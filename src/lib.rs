//! Payband library crate: job resolution and compensation pricing.
//!
//! A free-form job requisition is normalized, embedded, matched against a reference
//! job corpus (with an optional reasoning model arbitrating between candidates) and
//! priced from versioned compensation parameters served through a TTL cache.
//!
//! # Public API Surface
//!
//! ## Entry Point
//! - [`ResolutionEngine`] - `resolve_and_price` for one [`JobPricingRequest`]
//! - [`Config`], [`ConfigError`] - Environment-backed configuration
//!
//! ## Pipeline Stages
//! - [`normalize()`] - Deterministic query text
//! - [`CandidateRetriever`] over a [`CorpusIndex`] ([`MemoryCorpus`], [`QdrantCorpus`])
//! - [`ArbitrationSelector`] with a [`GenaiArbiter`] backend
//! - [`PricingCalculator`] reading a [`ParameterCache`]
//! - [`ResultAssembler`] and a [`ResultSink`]
//!
//! ## Utilities
//! - [`estimate_cost`] - Offline corpus embedding cost
//! - [`validate_embedding_dim`] - Dimension checks at the retrieval boundary
//!
//! ## Test/Mock Support
//! Mock implementations are available behind `#[cfg(any(test, feature = "mock"))]`.

pub mod arbitration;
pub mod assembler;
pub mod config;
pub mod constants;
pub mod corpus;
pub mod cost;
pub mod embedding;
pub mod engine;
pub mod hashing;
pub mod normalize;
pub mod params;
pub mod pricing;
pub mod request;
pub mod retrieval;
pub mod retry;

pub use arbitration::{
    ArbitrationBackend, ArbitrationConfig, ArbitrationError, ArbitrationOutcome,
    ArbitrationSelector, GenaiArbiter, MatchMethod, MatchResult,
};
#[cfg(any(test, feature = "mock"))]
pub use arbitration::ScriptedArbiter;
pub use assembler::{MemoryResultSink, PricingOutcome, ResultAssembler, ResultSink, SinkError};
pub use config::{Config, ConfigError};
pub use constants::{DimValidationError, validate_embedding_dim};
pub use corpus::{
    Candidate, CorpusError, CorpusIndex, MemoryCorpus, QdrantCorpus, ReferenceJob,
    RetrievalFilters,
};
pub use cost::{CostEstimate, CostModel, estimate_cost};
pub use embedding::{Embedder, EmbeddingError, HttpEmbedder, HttpEmbedderConfig, StubEmbedder};
pub use engine::{
    CancellationFlag, EngineConfig, EngineError, EngineMetricsSnapshot, ResolutionEngine,
    UnmatchedPricingMode,
};
pub use hashing::{fingerprint_bytes, hash_to_u64, reference_point_id};
pub use normalize::normalize;
pub use params::{
    MemoryParameterStore, ParamCategory, ParameterCache, ParameterCacheConfig,
    ParameterCacheError, ParameterSet, ParameterStore, StoreError,
};
pub use pricing::{
    ConfidenceLevel, ExperienceBucket, Money, PayPeriod, PricingCalculator, PricingConfig,
    PricingError, PricingInputs, PricingResult, UnresolvedLocationPolicy,
};
pub use request::{
    JobPricingDraft, JobPricingRequest, RequestRecord, RequestStatus, Urgency, ValidationError,
};
pub use retrieval::{CandidateRetriever, RetrievalConfig, RetrievalError};
pub use retry::RetryPolicy;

* * * * * * *

● Aim of the exercise:
Go through the entries above, and wherever a line holds the word "constants", copy that line.

● Finished task:
pub mod constants;
pub use constants::{DimValidationError, validate_embedding_dim};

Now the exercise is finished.